仏教では生老病死が四苦として挙げられます。この生きていることも苦しみ、老いることも苦しみ、病気になることも苦しみ、死ぬことも苦しみとしてこの四苦になっています。人はこれらの苦しみからなんとかして逃れたい、会いたくないと思います。これら四苦の中で生きることの苦しみ以外は、多くの人が想像できることでしょう。また生きることの苦しみも自殺してしまう人がいることを考えれば死ぬことよりも生きていることの方が辛いこともあるのでしょう。
しかし、ほとんどの人は「生きていること」に執着してしまうのです。大会で入賞した川柳に「三時間 待って病名 加齢です」「延命は 不要と書いて 医者通い」というものがあります。笑い話ですが確かなことでしょう。誰であっても老いにも、病気にも抵抗するのは同然です。これは病気になった本人以外の家族であっても同じように感じてしまいます。このように感じてしまうのは、その先にある「死」への漠然とした恐怖もあると思います。
ここで今月の法語カレンダーの言葉を紹介させていただきます。
信心あらんひと むなしく生死にとどまることなし
この言葉を解釈しようとすると大変難しいと思います。言葉のまま捉えれば「信心を持っている人は、生死に関して悩みを持つことはない」となりますが、それだけの意味ではないでしょう。信心の定義、生死の定義、【あらんひと】【とどまることなし】という言葉の捉え方など大変深く考えさせられる内容だと思います。

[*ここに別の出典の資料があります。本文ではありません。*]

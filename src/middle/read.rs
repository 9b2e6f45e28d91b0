//! The textual IR reader.
//!
//! A line-oriented developer format standing in for the C front end: one
//! instruction per line inside `func <name>` / `endfunc` brackets, with
//! `#` comments. Defining forms are `v<N> = <op> <operands>`, the rest
//! plain `<op> <operands>`; operands are value ids, integers, and names,
//! separated by commas or spaces. `key=<int>` attributes carry scales and
//! bit-field geometry, and a trailing `: <type>` sets the type tag
//! (defaulting to `int`).
//!
//! ```text
//! func main
//!     v1 = const 5 : int
//!     store v1, x : int
//!     v2 = loadidx buf, v1 scale=1 : uchar
//!     arg v2 : int
//!     call puti
//!     ret v2 : int
//! endfunc
//! ```

use regex::Regex;
use thiserror::Error;

use crate::common::{id, Id};
use crate::middle::ir::{bf_imm, Function, Inst, Module, Opcode, Type, Value};

#[derive(Debug, Error, Clone, PartialEq, Eq)]
#[error("line {line}: {kind}")]
pub struct ReadError {
    pub line: usize,
    pub kind: ReadErrorKind,
}

#[derive(Debug, Error, Clone, PartialEq, Eq)]
pub enum ReadErrorKind {
    #[error("unknown mnemonic {0:?}")]
    UnknownOp(String),
    #[error("unknown type {0:?}")]
    UnknownType(String),
    #[error("unknown attribute {0:?}")]
    UnknownAttr(String),
    #[error("expected {0}")]
    Expected(&'static str),
    #[error("instruction outside a function")]
    OutsideFunction,
    #[error("nested function definition")]
    NestedFunction,
    #[error("missing endfunc")]
    UnterminatedFunction,
    #[error("malformed line")]
    Malformed,
}

use ReadErrorKind::*;

/// Parse a whole translation unit.
pub fn parse_module(text: &str) -> Result<Module, ReadError> {
    Reader::new().parse(text)
}

#[derive(Debug, Clone, PartialEq, Eq)]
enum Tok {
    Val(Value),
    Int(i64),
    Name(Id),
}

/// Recognized `key=<int>` attributes.
#[derive(Debug, Default)]
struct Attrs {
    scale: i64,
    shift: i64,
    width: i64,
    size: i64,
}

/// One tokenized instruction line.
struct Line {
    ops: Vec<Tok>,
    attrs: Attrs,
    ty: Option<Type>,
}

impl Line {
    fn arg(&self, i: usize) -> Result<&Tok, ReadErrorKind> {
        self.ops.get(i).ok_or(Expected("operand"))
    }

    fn val(&self, i: usize) -> Result<Value, ReadErrorKind> {
        match self.arg(i)? {
            Tok::Val(v) => Ok(*v),
            _ => Err(Expected("value id")),
        }
    }

    fn int(&self, i: usize) -> Result<i64, ReadErrorKind> {
        match self.arg(i)? {
            Tok::Int(n) => Ok(*n),
            _ => Err(Expected("integer")),
        }
    }

    fn name(&self, i: usize) -> Result<Id, ReadErrorKind> {
        match self.arg(i)? {
            Tok::Name(n) => Ok(*n),
            _ => Err(Expected("name")),
        }
    }
}

pub struct Reader {
    re_def: Regex,
    re_val: Regex,
    re_int: Regex,
    re_attr: Regex,
    re_name: Regex,
}

impl Default for Reader {
    fn default() -> Reader {
        Reader::new()
    }
}

impl Reader {
    pub fn new() -> Reader {
        Reader {
            re_def: Regex::new(r"^v(\d+)\s*=\s*(.*)$").unwrap(),
            re_val: Regex::new(r"^v(\d+)$").unwrap(),
            re_int: Regex::new(r"^-?\d+$").unwrap(),
            re_attr: Regex::new(r"^([a-z]+)=(-?\d+)$").unwrap(),
            re_name: Regex::new(r"^[A-Za-z_.$][A-Za-z0-9_.$:]*$").unwrap(),
        }
    }

    pub fn parse(&self, text: &str) -> Result<Module, ReadError> {
        let mut module = Module::default();
        let mut current: Option<Function> = None;
        let mut last = 0;

        for (no, raw) in text.lines().enumerate() {
            let no = no + 1;
            last = no;
            let line = raw.split('#').next().unwrap_or("").trim();
            if line.is_empty() {
                continue;
            }
            let fail = |kind| ReadError { line: no, kind };

            if let Some(rest) = line.strip_prefix("func ") {
                if current.is_some() {
                    return Err(fail(NestedFunction));
                }
                let name = rest.trim();
                if !self.re_name.is_match(name) {
                    return Err(fail(Expected("function name")));
                }
                let mut f = Function::new(id(name));
                f.body.push(Inst::new(Opcode::FuncBegin).name(id(name)));
                current = Some(f);
                continue;
            }
            if line == "endfunc" {
                let mut f = current.take().ok_or_else(|| fail(OutsideFunction))?;
                f.body.push(Inst::new(Opcode::FuncEnd));
                module.funcs.push(f);
                continue;
            }

            let f = current.as_mut().ok_or_else(|| fail(OutsideFunction))?;
            let inst = self.parse_inst(line).map_err(fail)?;
            f.body.push(inst);
        }

        if current.is_some() {
            return Err(ReadError { line: last, kind: UnterminatedFunction });
        }
        Ok(module)
    }

    fn parse_inst(&self, line: &str) -> Result<Inst, ReadErrorKind> {
        let (dest, rest) = match self.re_def.captures(line) {
            Some(c) => {
                let n: u32 = c[1].parse().map_err(|_| Malformed)?;
                (Value(n), c.get(2).map(|m| m.as_str().to_string()).unwrap_or_default())
            }
            None => (Value::NONE, line.to_string()),
        };

        let cleaned = rest.replace(',', " ");
        let mut words = cleaned.split_whitespace();
        let mnemonic = words.next().ok_or(Expected("mnemonic"))?;
        let op = Opcode::from_mnemonic(mnemonic)
            .ok_or_else(|| UnknownOp(mnemonic.to_string()))?;
        if matches!(op, Opcode::FuncBegin | Opcode::FuncEnd) {
            // Function brackets have their own line forms.
            return Err(Malformed);
        }

        let mut parsed = Line { ops: Vec::new(), attrs: Attrs::default(), ty: None };
        let mut words = words.peekable();
        while let Some(word) = words.next() {
            if word == ":" {
                let ty = words.next().ok_or(Expected("type name"))?;
                parsed.ty = Some(
                    Type::from_name(ty).ok_or_else(|| UnknownType(ty.to_string()))?,
                );
                if words.next().is_some() {
                    return Err(Malformed);
                }
                break;
            }
            if let Some(c) = self.re_attr.captures(word) {
                let value: i64 = c[2].parse().map_err(|_| Malformed)?;
                match &c[1] {
                    "scale" => parsed.attrs.scale = value,
                    "shift" => parsed.attrs.shift = value,
                    "width" => parsed.attrs.width = value,
                    "size" => parsed.attrs.size = value,
                    key => return Err(UnknownAttr(key.to_string())),
                }
            } else if let Some(c) = self.re_val.captures(word) {
                let n: u32 = c[1].parse().map_err(|_| Malformed)?;
                parsed.ops.push(Tok::Val(Value(n)));
            } else if self.re_int.is_match(word) {
                parsed.ops.push(Tok::Int(word.parse().map_err(|_| Malformed)?));
            } else if self.re_name.is_match(word) {
                parsed.ops.push(Tok::Name(id(word)));
            } else {
                return Err(Malformed);
            }
        }

        build(op, dest, &parsed)
    }
}

/// Defining opcodes must name a destination.
fn needs_dest(op: Opcode) -> bool {
    use Opcode::*;
    op.is_pure()
        || matches!(
            op,
            Load | LoadParam | Addr | LoadPtr | LoadIdx | BfLoad | GlobString | GlobWString
        )
}

fn build(op: Opcode, dest: Value, line: &Line) -> Result<Inst, ReadErrorKind> {
    use Opcode::*;

    if needs_dest(op) && dest.is_none() {
        return Err(Expected("destination value"));
    }

    let mut inst = Inst::new(op).dest(dest).ty(line.ty.unwrap_or(Type::Int));
    match op {
        Const => inst.imm = line.int(0)?,
        Load | Addr | GlobString | GlobWString | Label | Br | GlobVar | GlobArray
        | GlobStruct | GlobUnion | GlobAddr => inst.name = Some(line.name(0)?),
        Store => {
            inst.src1 = line.val(0)?;
            inst.name = Some(line.name(1)?);
        }
        LoadParam => inst.imm = line.int(0)?,
        StoreParam => {
            inst.src1 = line.val(0)?;
            inst.imm = line.int(1)?;
        }
        LoadPtr => inst.src1 = line.val(0)?,
        StorePtr => {
            inst.src1 = line.val(0)?;
            inst.src2 = line.val(1)?;
        }
        LoadIdx => {
            inst.name = Some(line.name(0)?);
            inst.src1 = line.val(1)?;
            inst.imm = line.attrs.scale;
        }
        StoreIdx => {
            inst.src1 = line.val(0)?;
            inst.src2 = line.val(1)?;
            inst.name = Some(line.name(2)?);
            inst.imm = line.attrs.scale;
        }
        BfLoad => {
            inst.name = Some(line.name(0)?);
            inst.imm = bf_imm(line.attrs.shift as u32, line.attrs.width as u32);
        }
        BfStore => {
            inst.src1 = line.val(0)?;
            inst.name = Some(line.name(1)?);
            inst.imm = bf_imm(line.attrs.shift as u32, line.attrs.width as u32);
        }
        Arg => inst.src1 = line.val(0)?,
        PtrAdd | PtrDiff => {
            inst.src1 = line.val(0)?;
            inst.src2 = line.val(1)?;
            inst.imm = line.attrs.size;
        }
        Add | Sub | Mul | Div | Mod | Shl | Shr | And | Or | Xor | FAdd | FSub | FMul | FDiv
        | LfAdd | LfSub | LfMul | LfDiv | CmpEq | CmpNe | CmpLt | CmpLe | CmpGt | CmpGe
        | LogAnd | LogOr => {
            inst.src1 = line.val(0)?;
            inst.src2 = line.val(1)?;
        }
        BCond => {
            inst.src1 = line.val(0)?;
            inst.name = Some(line.name(1)?);
        }
        Call => inst.name = Some(line.name(0)?),
        Ret => {
            if !line.ops.is_empty() {
                inst.src1 = line.val(0)?;
            }
        }
        FuncBegin | FuncEnd => unreachable!("handled by the line forms"),
    }
    Ok(inst)
}

#[cfg(test)]
mod tests {
    use super::*;

    #[test]
    fn parses_a_small_function() {
        let m = parse_module(
            "# demo\n\
             func main\n\
                 v1 = const 5 : int\n\
                 store v1, x : int\n\
                 v2 = loadidx buf, v1 scale=1 : uchar\n\
                 v3 = add v1, v2 : int\n\
                 arg v3 : int\n\
                 call puti\n\
                 ret v3 : int\n\
             endfunc\n",
        )
        .unwrap();

        assert_eq!(m.funcs.len(), 1);
        let f = &m.funcs[0];
        assert_eq!(*f.name, "main");
        assert_eq!(f.body[0].op, Opcode::FuncBegin);
        assert_eq!(f.body.last().unwrap().op, Opcode::FuncEnd);

        let idx = &f.body[3];
        assert_eq!(idx.op, Opcode::LoadIdx);
        assert_eq!(idx.dest, Value(2));
        assert_eq!(idx.src1, Value(1));
        assert_eq!(idx.imm, 1);
        assert_eq!(idx.ty, Type::UChar);
    }

    #[test]
    fn bitfield_attrs_pack() {
        let m = parse_module(
            "func f\n\
                 v1 = bfload flags shift=3 width=5\n\
                 bfstore v1, flags shift=3 width=5\n\
             endfunc\n",
        )
        .unwrap();
        let load = &m.funcs[0].body[1];
        assert_eq!(load.bf_shift(), 3);
        assert_eq!(load.bf_width(), 5);
        assert_eq!(load.imm, (3i64 << 32) | 5);
    }

    #[test]
    fn stack_names_survive() {
        let m = parse_module("func f\nv1 = addr stack:16\nendfunc\n").unwrap();
        assert_eq!(*m.funcs[0].body[1].name.unwrap(), "stack:16");
    }

    #[test]
    fn display_round_trips() {
        let text = "func f\n\
                        v1 = const 7 : int\n\
                        v2 = bfload flags shift=2 width=6\n\
                        v3 = ptradd v1, v2 size=4 : ptr\n\
                        storeidx v2, v3, buf scale=8 : double\n\
                        bcond v3, out\n\
                        label out\n\
                        ret v3 : int\n\
                    endfunc\n";
        let m = parse_module(text).unwrap();
        let dumped: String = m.funcs[0].body[1..m.funcs[0].body.len() - 1]
            .iter()
            .map(|i| format!("{i}\n"))
            .collect();
        let reparsed = parse_module(&format!("func f\n{dumped}endfunc\n")).unwrap();
        assert_eq!(m.funcs[0].body, reparsed.funcs[0].body);
    }

    #[test]
    fn errors_carry_line_numbers() {
        let err = parse_module("func f\n  v1 = frobnicate 3\nendfunc\n").unwrap_err();
        assert_eq!(err.line, 2);
        assert_eq!(err.kind, UnknownOp("frobnicate".to_string()));

        let err = parse_module("v1 = const 5\n").unwrap_err();
        assert_eq!(err.kind, OutsideFunction);

        let err = parse_module("func f\nv1 = const 5\n").unwrap_err();
        assert_eq!(err.kind, UnterminatedFunction);

        let err = parse_module("func f\nload x : int\nendfunc\n").unwrap_err();
        assert_eq!(err.kind, Expected("destination value"));

        let err = parse_module("func f\nv1 = load x : quux\nendfunc\n").unwrap_err();
        assert_eq!(err.kind, UnknownType("quux".to_string()));
    }
}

ただし信心を持つことの大切さを表しているのは間違いないでしょう。
わたしゃ 困ったことがある
胸に歓喜の あげたとき
これを書くこと できません
なむあみだぶつと 言うて書け
これは妙好人の浅原才一さんが残した言葉です。才一さんはご人身で阿弥陀様のご慈悲を感じたとき、つまり信心の欠片が見えたときにその嬉しさ、そのありがたさをなんとかして記録として残そうとしても、その信心の欠片はどう表現してよいかわからないこと偉大なものであったのでしょう。なので、ただただ「なむあみだぶつ」と書いてその信心の欠片を見失わないようにしたのではないかと思います。